[Try it]
Copy out the entries below exactly as they stand, but only from the line containing "let list = g.mounts.entry(mount.to_string()).or_default();" through the line containing "let dir = normalize_dir(path);".

[Data for processing]
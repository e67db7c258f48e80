//! In-memory secret store implementing the collaborator traits.
//! Secret paths and policies keep insertion order, which is the listing order.
//! Listing failures and a full outage can be injected.

use std::collections::{HashMap, HashSet};
use std::path::Path;
use std::sync::Arc;

use anyhow::Context;
use parking_lot::RwLock;
use serde::Deserialize;
use serde_json::Value as JsonValue;

use crate::backend::{PolicySource, SecretLister};
use crate::error::{AuditError, AuditResult};
use crate::policy::pattern::SEPARATOR;

/// On-disk fixture:
/// `{"mounts": {"secret": ["team/db", "app"]}, "policies": {"ops": {"path": {..}}}, "failing_paths": {"secret": ["/team/"]}}`.
/// A policy value may be a JSON document or a string holding the raw document text.
#[derive(Debug, Clone, Default, Deserialize)]
pub struct StoreFixture {
    #[serde(default)]
    pub mounts: serde_json::Map<String, JsonValue>,
    #[serde(default)]
    pub policies: serde_json::Map<String, JsonValue>,
    #[serde(default)]
    pub failing_paths: HashMap<String, Vec<String>>,
}

#[derive(Debug, Default)]
struct Inner {
    mounts: HashMap<String, Vec<String>>,
    policies: Vec<(String, Vec<u8>)>,
    failing: HashSet<(String, String)>,
    unavailable: bool,
}

#[derive(Debug, Clone, Default)]
pub struct MemoryStore {
    inner: Arc<RwLock<Inner>>,
}

fn normalize_dir(path: &str) -> String {
    let trimmed = path.trim_start_matches(SEPARATOR);
    if trimmed.is_empty() || trimmed.ends_with(SEPARATOR) { trimmed.to_string() } else { format!("{}{}", trimmed, SEPARATOR) }
}

impl MemoryStore {
    pub fn new() -> Self { Self::default() }

    pub fn from_fixture(fixture: StoreFixture) -> anyhow::Result<Self> {
        let store = MemoryStore::new();
        for (mount, paths) in fixture.mounts.into_iter() {
            let paths: Vec<String> = serde_json::from_value(paths)
                .with_context(|| format!("mount {} must list secret paths", mount))?;
            for p in paths { store.put_secret(&mount, &p); }
        }
        for (name, doc) in fixture.policies.into_iter() {
            let bytes = match doc {
                JsonValue::String(text) => text.into_bytes(),
                other => serde_json::to_vec(&other)?,
            };
            store.put_policy(&name, bytes);
        }
        for (mount, paths) in fixture.failing_paths.into_iter() {
            for p in paths { store.fail_listing(&mount, &p); }
        }
        Ok(store)
    }

    pub fn from_json(text: &str) -> anyhow::Result<Self> {
        let fixture: StoreFixture = serde_json::from_str(text).context("invalid store fixture")?;
        Self::from_fixture(fixture)
    }

    pub fn load(path: &Path) -> anyhow::Result<Self> {
        let text = std::fs::read_to_string(path)
            .with_context(|| format!("reading store fixture {}", path.display()))?;
        Self::from_json(&text)
    }

    /// Add a secret at `path` (relative to the mount; a leading `/` is ignored).
    pub fn put_secret(&self, mount: &str, path: &str) {
        let p = path.trim_start_matches(SEPARATOR).to_string();
        if p.is_empty() || p.ends_with(SEPARATOR) { return; }
        let mut g = self.inner.write();
        let list = g.mounts.entry(mount.to_string()).or_default();
        if !list.contains(&p) { list.push(p); }
    }

    /// Insert or replace a policy document; replacement keeps the original position.
    pub fn put_policy(&self, name: &str, document: impl Into<Vec<u8>>) {
        let document = document.into();
        let mut g = self.inner.write();
        match g.policies.iter_mut().find(|(n, _)| n == name) {
            Some(slot) => slot.1 = document,
            None => g.policies.push((name.to_string(), document)),
        }
    }

    pub fn fail_listing(&self, mount: &str, path: &str) {
        self.inner.write().failing.insert((mount.to_string(), normalize_dir(path)));
    }

    pub fn set_unavailable(&self, unavailable: bool) {
        self.inner.write().unavailable = unavailable;
    }

    pub fn secret_count(&self, mount: &str) -> usize {
        self.inner.read().mounts.get(mount).map(|m| m.len()).unwrap_or(0)
    }

    fn children_of(&self, path: &str, mount: &str) -> AuditResult<Vec<String>> {
        let g = self.inner.read();
        if g.unavailable {
            return Err(AuditError::backend(path, "store unavailable"));
        }
        let dir = normalize_dir(path);
        if g.failing.contains(&(mount.to_string(), dir.clone())) {
            return Err(AuditError::backend(path, "listing failed"));
        }
        let Some(secrets) = g.mounts.get(mount) else {
            return Err(AuditError::not_found(path));
        };
        let mut out: Vec<String> = Vec::new();
        for secret in secrets.iter() {
            let Some(rest) = secret.strip_prefix(dir.as_str()) else { continue };
            let name = match rest.find(SEPARATOR) {
                Some(i) => &rest[..=i],
                None => rest,
            };
            if !name.is_empty() && !out.iter().any(|n| n == name) {
                out.push(name.to_string());
            }
        }
        if out.is_empty() { Err(AuditError::not_found(path)) } else { Ok(out) }
    }
}

impl SecretLister for MemoryStore {
    async fn list_children(&self, path: &str, mount: &str) -> AuditResult<Vec<String>> {
        self.children_of(path, mount)
    }
}

impl PolicySource for MemoryStore {
    async fn list_policies(&self) -> AuditResult<Vec<String>> {
        let g = self.inner.read();
        if g.unavailable {
            return Err(AuditError::backend("sys/policies/acl", "store unavailable"));
        }
        Ok(g.policies.iter().map(|(n, _)| n.clone()).collect())
    }

    async fn read_policy_document(&self, name: &str) -> AuditResult<Vec<u8>> {
        let g = self.inner.read();
        if g.unavailable {
            return Err(AuditError::backend(format!("sys/policies/acl/{}", name), "store unavailable"));
        }
        g.policies
            .iter()
            .find(|(n, _)| n == name)
            .map(|(_, doc)| doc.clone())
            .ok_or_else(|| AuditError::not_found(format!("sys/policies/acl/{}", name)))
    }
}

[Answer section]
        let list = g.mounts.entry(mount.to_string()).or_default();
        if !list.contains(&p) { list.push(p); }
    }

    /// Insert or replace a policy document; replacement keeps the original position.
    pub fn put_policy(&self, name: &str, document: impl Into<Vec<u8>>) {
        let document = document.into();
        let mut g = self.inner.write();
        match g.policies.iter_mut().find(|(n, _)| n == name) {
            Some(slot) => slot.1 = document,
            None => g.policies.push((name.to_string(), document)),
        }
    }

    pub fn fail_listing(&self, mount: &str, path: &str) {
        self.inner.write().failing.insert((mount.to_string(), normalize_dir(path)));
    }

    pub fn set_unavailable(&self, unavailable: bool) {
        self.inner.write().unavailable = unavailable;
    }

    pub fn secret_count(&self, mount: &str) -> usize {
        self.inner.read().mounts.get(mount).map(|m| m.len()).unwrap_or(0)
    }

    fn children_of(&self, path: &str, mount: &str) -> AuditResult<Vec<String>> {
        let g = self.inner.read();
        if g.unavailable {
            return Err(AuditError::backend(path, "store unavailable"));
        }
        let dir = normalize_dir(path);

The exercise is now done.